Brasilien: Warten auf die Zeitenwende

Movimento dos Trabalhadores Rurais sem Terra (MST)

Mit Bildungsprogrammen und dem Ausbau der genossenschaftlichen Ökonomie bekämpft die brasilianische Landlosenbewegung den Neoliberalismus und hofft, dass sich die Agrarreform doch noch durchsetzt. Von Katja Maurer.

Wie schnell sich Zeiten ändern können, erlebt man in diesen Tagen. Dass darin auch eine Chance für die landlosen Bauern in Brasilien liegen könnte, wäre allerdings eine Überraschung. Bislang sieht es nämlich ganz so aus, dass der Finanzkapitalismus, der internationale Agrar- und Rohstoffhandel und die damit eng und unübersichtlich verflochtenen Institutionen des Staates und der Regierung Brasilien für den Ausverkauf besetzt halten.

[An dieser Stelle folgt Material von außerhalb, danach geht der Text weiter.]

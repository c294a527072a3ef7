//! Key-Value Storage
//!
//! Named JSON blobs in a string-keyed store. Reads fall back to a default
//! and writes swallow failures, so a broken or full store degrades to
//! in-memory state instead of breaking the UI.

use std::cell::RefCell;
use std::collections::HashMap;
use std::marker::PhantomData;
use std::rc::Rc;

use serde::de::DeserializeOwned;
use serde::Serialize;
use tracing::debug;

use crate::error::StorageError;

/// Raw string storage backend
pub trait KeyValueStore {
    fn get(&self, key: &str) -> Result<Option<String>, StorageError>;

    fn set(&self, key: &str, value: &str) -> Result<(), StorageError>;
}

/// In-memory store. Clones share the same entries, so a clone outlives a
/// "reload" of whatever held the original.
#[derive(Debug, Clone, Default)]
pub struct MemoryStore {
    entries: Rc<RefCell<HashMap<String, String>>>,
}

impl MemoryStore {
    pub fn new() -> Self {
        Self::default()
    }

    pub fn raw(&self, key: &str) -> Option<String> {
        self.entries.borrow().get(key).cloned()
    }
}

impl KeyValueStore for MemoryStore {
    fn get(&self, key: &str) -> Result<Option<String>, StorageError> {
        Ok(self.raw(key))
    }

    fn set(&self, key: &str, value: &str) -> Result<(), StorageError> {
        self.entries
            .borrow_mut()
            .insert(key.to_string(), value.to_string());
        Ok(())
    }
}

/// A typed value persisted under one key.
///
/// The first `write` is skipped: it carries the value that `read` just
/// produced, and writing it back would replace stored data with defaults
/// whenever the stored blob failed to parse.
pub struct PersistedValue<S, T> {
    store: S,
    key: String,
    skip_next_write: bool,
    _value: PhantomData<fn() -> T>,
}

impl<S: KeyValueStore, T> PersistedValue<S, T> {
    pub fn new(store: S, key: impl Into<String>) -> Self {
        Self {
            store,
            key: key.into(),
            skip_next_write: true,
            _value: PhantomData,
        }
    }

    pub fn key(&self) -> &str {
        &self.key
    }

    /// Stored value, or `default` when absent, unreadable or unparsable
    pub fn read(&self, default: T) -> T
    where
        T: DeserializeOwned,
    {
        match self.try_read() {
            Ok(Some(value)) => value,
            Ok(None) => default,
            Err(err) => {
                debug!(key = %self.key, error = %err, "falling back to default");
                default
            }
        }
    }

    fn try_read(&self) -> Result<Option<T>, StorageError>
    where
        T: DeserializeOwned,
    {
        match self.store.get(&self.key)? {
            Some(raw) => Ok(Some(serde_json::from_str(&raw)?)),
            None => Ok(None),
        }
    }

    /// Serialize and store `value`. Returns whether it reached the store.
    pub fn write(&mut self, value: &T) -> bool
    where
        T: Serialize,
    {
        if self.skip_next_write {
            self.skip_next_write = false;
            return false;
        }
        match self.try_write(value) {
            Ok(()) => true,
            Err(err) => {
                debug!(key = %self.key, error = %err, "write dropped");
                false
            }
        }
    }

    fn try_write(&self, value: &T) -> Result<(), StorageError>
    where
        T: Serialize,
    {
        let raw = serde_json::to_string(value)?;
        self.store.set(&self.key, &raw)
    }
}

#[cfg(test)]
mod tests {
    use super::*;
    use crate::favourites::Favourites;

    /// Store whose every call fails, like a browser with storage disabled
    struct BrokenStore;

    impl KeyValueStore for BrokenStore {
        fn get(&self, _key: &str) -> Result<Option<String>, StorageError> {
            Err(StorageError::Unavailable)
        }

        fn set(&self, _key: &str, _value: &str) -> Result<(), StorageError> {
            Err(StorageError::Backend("QuotaExceededError".into()))
        }
    }

    #[test]
    fn test_read_missing_returns_default() {
        let value: PersistedValue<_, Favourites> = PersistedValue::new(MemoryStore::new(), "favs");
        assert_eq!(value.read(Favourites::from_ids([1])), Favourites::from_ids([1]));
    }

    #[test]
    fn test_read_unparsable_returns_default() {
        let store = MemoryStore::new();
        store.set("favs", "{not json").unwrap();
        let value: PersistedValue<_, Favourites> = PersistedValue::new(store, "favs");
        assert!(value.read(Favourites::new()).is_empty());
    }

    #[test]
    fn test_read_duplicate_ids_yields_set() {
        let store = MemoryStore::new();
        store.set("favs", "[3,3,7]").unwrap();
        let value: PersistedValue<_, Favourites> = PersistedValue::new(store, "favs");

        let favs = value.read(Favourites::new());
        assert_eq!(favs.len(), 2);
        assert_eq!(favs.ids(), &[3, 7]);
    }

    #[test]
    fn test_first_write_is_skipped() {
        let store = MemoryStore::new();
        store.set("favs", "[5]").unwrap();

        let mut value = PersistedValue::new(store.clone(), "favs");
        let initial: Favourites = value.read(Favourites::new());
        assert!(!value.write(&initial));
        assert_eq!(store.raw("favs").as_deref(), Some("[5]"));

        let mut changed = initial.clone();
        changed.toggle(6);
        assert!(value.write(&changed));
        assert_eq!(store.raw("favs").as_deref(), Some("[5,6]"));
    }

    #[test]
    fn test_first_write_skipped_even_when_read_failed() {
        let store = MemoryStore::new();
        store.set("favs", "garbage").unwrap();

        let mut value = PersistedValue::new(store.clone(), "favs");
        let initial: Favourites = value.read(Favourites::new());
        value.write(&initial);
        assert_eq!(store.raw("favs").as_deref(), Some("garbage"));
    }

    #[test]
    fn test_broken_store_never_panics() {
        let mut value: PersistedValue<_, Favourites> = PersistedValue::new(BrokenStore, "favs");
        let initial = value.read(Favourites::new());
        assert!(initial.is_empty());
        assert!(!value.write(&initial));
        assert!(!value.write(&Favourites::from_ids([1])));
    }
}
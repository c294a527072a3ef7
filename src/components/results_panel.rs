//! Results Panel Component
//!
//! Result count, the current page of item cards and pagination, or an
//! empty-state message when nothing matches.

use leptos::prelude::*;

use catalog_core::CatalogView;

use crate::components::{ItemCard, Pagination};
use crate::store::{
    store_is_favourite, store_next_page, store_previous_page, store_toggle_favourite,
    use_app_store,
};

#[component]
pub fn ResultsPanel(catalog: Memo<CatalogView>) -> impl IntoView {
    let store = use_app_store();

    let page = Signal::derive(move || catalog.with(|v| v.page));
    let total_pages = Signal::derive(move || catalog.with(|v| v.total_pages));

    view! {
        <div class="toolbar" aria-live="polite">
            {move || catalog.with(|v| v.summary())}
        </div>
        <Show
            when=move || catalog.with(|v| !v.is_empty())
            fallback=|| view! {
                <div class="empty">"No items match your filters. Try adjusting search or category."</div>
            }
        >
            <div class="grid" role="list">
                <For
                    each=move || catalog.with(|v| v.page_items.clone())
                    key=|item| item.id
                    children=move |item| {
                        let id = item.id;
                        view! {
                            <ItemCard
                                item=item
                                is_favourite=Signal::derive(move || store_is_favourite(&store, id))
                                on_toggle_favourite=move |item_id: u32| store_toggle_favourite(&store, item_id)
                            />
                        }
                    }
                />
            </div>
            <Pagination
                page=page
                total_pages=total_pages
                has_previous=Signal::derive(move || catalog.with(|v| v.has_previous()))
                has_next=Signal::derive(move || catalog.with(|v| v.has_next()))
                on_previous=move |_: ()| store_previous_page(&store, total_pages.get_untracked())
                on_next=move |_: ()| store_next_page(&store, total_pages.get_untracked())
            />
        </Show>
    }
}
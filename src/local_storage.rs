//! Browser Storage
//!
//! `window.localStorage` as a [`KeyValueStore`].

use catalog_core::{KeyValueStore, StorageError};

#[derive(Debug, Clone, Copy, Default)]
pub struct BrowserStorage;

impl BrowserStorage {
    fn storage() -> Result<web_sys::Storage, StorageError> {
        web_sys::window()
            .and_then(|w| w.local_storage().ok().flatten())
            .ok_or(StorageError::Unavailable)
    }
}

impl KeyValueStore for BrowserStorage {
    fn get(&self, key: &str) -> Result<Option<String>, StorageError> {
        Self::storage()?
            .get_item(key)
            .map_err(|e| StorageError::Backend(format!("getItem failed: {e:?}")))
    }

    fn set(&self, key: &str, value: &str) -> Result<(), StorageError> {
        Self::storage()?
            .set_item(key, value)
            .map_err(|e| StorageError::Backend(format!("setItem failed: {e:?}")))
    }
}
//! Catalog State Store
//!
//! Uses Leptos reactive_stores for fine-grained reactivity.

use leptos::prelude::*;
use reactive_stores::Store;

use catalog_core::{
    CatalogQuery, CategoryFilter, Favourites, Item, LoadError, LoadState, SortDirection, SortField,
};

/// Catalog state with field-level reactivity
#[derive(Clone, Debug, Default, Store)]
pub struct CatalogState {
    /// Items from the last successful load
    pub items: Vec<Item>,
    pub load: LoadState,
    /// Filter, sort and paging parameters
    pub query: CatalogQuery,
    pub favourites: Favourites,
}

impl CatalogState {
    pub fn new(favourites: Favourites, page_size: usize) -> Self {
        Self {
            query: CatalogQuery::with_page_size(page_size),
            favourites,
            ..Default::default()
        }
    }
}

/// Type alias for the store
pub type AppStore = Store<CatalogState>;

/// Get the app store from context
pub fn use_app_store() -> AppStore {
    expect_context::<AppStore>()
}

// ========================
// Store Helper Functions
// ========================

/// Record the outcome of the item fetch
pub fn store_finish_load(store: &AppStore, result: Result<Vec<Item>, LoadError>) {
    let (items, load) = LoadState::settle(result);
    store.items().set(items);
    store.load().set(load);
}

pub fn store_set_search(store: &AppStore, text: String) {
    store.query().write().set_search(text);
}

pub fn store_set_category(store: &AppStore, category: CategoryFilter) {
    store.query().write().set_category(category);
}

pub fn store_set_sort_field(store: &AppStore, field: SortField) {
    store.query().write().set_sort_field(field);
}

pub fn store_set_sort_direction(store: &AppStore, direction: SortDirection) {
    store.query().write().set_sort_direction(direction);
}

pub fn store_toggle_favourites_only(store: &AppStore) {
    store.query().write().toggle_favourites_only();
}

pub fn store_set_page_size(store: &AppStore, page_size: usize) {
    store.query().write().set_page_size(page_size);
}

pub fn store_next_page(store: &AppStore, total_pages: usize) {
    store.query().write().next_page(total_pages);
}

pub fn store_previous_page(store: &AppStore, total_pages: usize) {
    store.query().write().previous_page(total_pages);
}

/// Flip favourite membership of an item
pub fn store_toggle_favourite(store: &AppStore, item_id: u32) {
    store.favourites().write().toggle(item_id);
}

pub fn store_is_favourite(store: &AppStore, item_id: u32) -> bool {
    store.favourites().read().contains(item_id)
}
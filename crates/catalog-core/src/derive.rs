//! View Derivation
//!
//! Pure filter → sort → paginate pipeline. Same inputs always give the same
//! view; nothing here touches state.

use std::cmp::Ordering;
use std::collections::BTreeSet;

use crate::favourites::Favourites;
use crate::item::Item;
use crate::pagination::{clamp_page, page_range, total_pages};
use crate::query::{CatalogQuery, SortDirection, SortField};

/// The visible state of the catalog for one set of inputs
#[derive(Debug, Clone, Default, PartialEq)]
pub struct CatalogView {
    /// Every matching item, sorted
    pub matches: Vec<Item>,
    /// Clamped current page (1-based)
    pub page: usize,
    pub total_pages: usize,
    /// The slice of `matches` on `page`
    pub page_items: Vec<Item>,
}

impl CatalogView {
    pub fn total(&self) -> usize {
        self.matches.len()
    }

    pub fn is_empty(&self) -> bool {
        self.matches.is_empty()
    }

    /// Result count line shown above the grid
    pub fn summary(&self) -> String {
        format!("Showing {} result(s)", self.total())
    }

    pub fn has_previous(&self) -> bool {
        self.page > 1
    }

    pub fn has_next(&self) -> bool {
        self.page < self.total_pages
    }
}

/// Case-insensitive substring match on the item name.
/// `needle` must already be trimmed and lowercased; empty matches everything.
fn name_matches(item: &Item, needle: &str) -> bool {
    needle.is_empty() || item.name.to_lowercase().contains(needle)
}

fn sort_key(item: &Item, field: SortField) -> f64 {
    match field {
        SortField::Price => item.price,
        SortField::Rating => item.rating,
    }
}

fn compare(a: &Item, b: &Item, field: SortField, direction: SortDirection) -> Ordering {
    let ord = sort_key(a, field)
        .partial_cmp(&sort_key(b, field))
        .unwrap_or(Ordering::Equal);
    match direction {
        SortDirection::Ascending => ord,
        SortDirection::Descending => ord.reverse(),
    }
}

/// Apply category, search and favourites filters, keeping input order
pub fn filter_items(items: &[Item], favourites: &Favourites, query: &CatalogQuery) -> Vec<Item> {
    let needle = query.search().trim().to_lowercase();
    items
        .iter()
        .filter(|item| query.category().matches(&item.category))
        .filter(|item| name_matches(item, &needle))
        .filter(|item| !query.favourites_only() || favourites.contains(item.id))
        .cloned()
        .collect()
}

/// Stable sort; equal keys keep their relative order in both directions
pub fn sort_items(items: &mut [Item], field: SortField, direction: SortDirection) {
    items.sort_by(|a, b| compare(a, b, field, direction));
}

pub fn derive_view(items: &[Item], favourites: &Favourites, query: &CatalogQuery) -> CatalogView {
    let mut matches = filter_items(items, favourites, query);
    sort_items(&mut matches, query.sort_field(), query.sort_direction());

    let total_pages = total_pages(matches.len(), query.page_size());
    let page = clamp_page(query.page(), total_pages);
    let page_items = matches[page_range(page, query.page_size(), matches.len())].to_vec();

    CatalogView {
        matches,
        page,
        total_pages,
        page_items,
    }
}

/// Distinct categories of `items`, sorted
pub fn categories(items: &[Item]) -> Vec<String> {
    items
        .iter()
        .map(|item| item.category.clone())
        .collect::<BTreeSet<_>>()
        .into_iter()
        .collect()
}
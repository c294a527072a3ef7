//! Item Card Component
//!
//! One catalog entry with a favourite toggle.

use leptos::prelude::*;

use catalog_core::Item;

#[component]
pub fn ItemCard(
    item: Item,
    is_favourite: Signal<bool>,
    #[prop(into)] on_toggle_favourite: Callback<u32>,
) -> impl IntoView {
    let id = item.id;
    let aria_label = format!("Item {}", item.name);

    view! {
        <div class="item-card" role="listitem" aria-label=aria_label>
            <div class="item-card__header">
                <h3 class="item-card__title">{item.name.clone()}</h3>
                <button
                    class=move || if is_favourite.get() { "fav-btn fav-btn--active" } else { "fav-btn" }
                    aria-pressed=move || if is_favourite.get() { "true" } else { "false" }
                    title=move || if is_favourite.get() { "Remove from favourites" } else { "Add to favourites" }
                    on:click=move |_| on_toggle_favourite.run(id)
                >
                    {move || if is_favourite.get() { "★" } else { "☆" }}
                </button>
            </div>
            <div class="item-card__meta">
                <span class="badge" aria-label="Category">{item.category.clone()}</span>
                <span class="price" aria-label="Price">{item.display_price()}</span>
                <span class="rating" aria-label="Rating">{item.display_rating()}</span>
            </div>
        </div>
    }
}
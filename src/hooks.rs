//! Reactive Hooks

use gloo_timers::callback::Timeout;
use leptos::prelude::*;

use catalog_core::Debouncer;

/// Follow `input`, but only after it has stayed unchanged for `delay_ms`.
///
/// Each change drops the pending timeout (which clears it) and starts a new
/// one. Teardown cancels whatever is still pending.
pub fn use_debounced<T>(input: Signal<T>, delay_ms: u32) -> ReadSignal<T>
where
    T: Clone + PartialEq + Send + Sync + 'static,
{
    let initial = input.get_untracked();
    let (output, set_output) = signal(initial.clone());
    let debouncer = StoredValue::new(Debouncer::new(initial));
    let pending = StoredValue::new_local(None::<Timeout>);

    Effect::new(move |_| {
        let value = input.get();
        let Some(ticket) = debouncer.try_update_value(|d| d.push(value)) else {
            return;
        };
        let timeout = Timeout::new(delay_ms, move || {
            if let Some(Some(committed)) = debouncer.try_update_value(|d| d.fire(ticket)) {
                tracing::debug!("debounced value committed");
                set_output.set(committed);
            }
        });
        pending.set_value(Some(timeout));
    });

    on_cleanup(move || {
        debouncer.try_update_value(|d| d.cancel());
    });

    output
}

Das große Projekt, den Landbesitz mit einer Agrarreform zu demokratisieren, droht an dieser unheiligen Allianz vorerst zu scheitern. Das zumindest war noch im August dieses Jahres die Einschätzung von Vanderlei Martini, einem Mitglied im Führungsgremium der Landlosenbewegung MST. "Für das Entwicklungsmodell der Agrarreform, das regionale und lokale Märkte braucht und fördert, gibt es zur Zeit keine Chance der Realisierung. Denn das neoliberale Modell der Marktöffnung und des Agrohandels übt die vollkommene Hegemonie in Brasilien aus." Wir trafen Vanderlei in der zentralen MST-Schule Florestan Fernandez, die unweit von São Paulo mehrere hundert Menschen zu unterschiedlichen Schulungs-Kursen unterbringen kann. Das Bildungsangebot reicht vom ökologischen Landbau bis zur politischen Ausbildung lateinamerikanischer Politaktivisten. Während uns der MST-Führer aus Minas Gerais nüchtern und ohne Empörung seine Analyse des nicht eingelösten Versprechens der Agrar-Reform erläuterte, tagte einige Zimmer weiter der gesamte Vorstand, um sich eine Gegenrede anzuhören. Ein politischer Berater des MST war angetreten, das soziale Projekt der Lula-Regierung zu verteidigen. Pluralität schadet dem Kampfgeist der Landlosen offenbar nicht.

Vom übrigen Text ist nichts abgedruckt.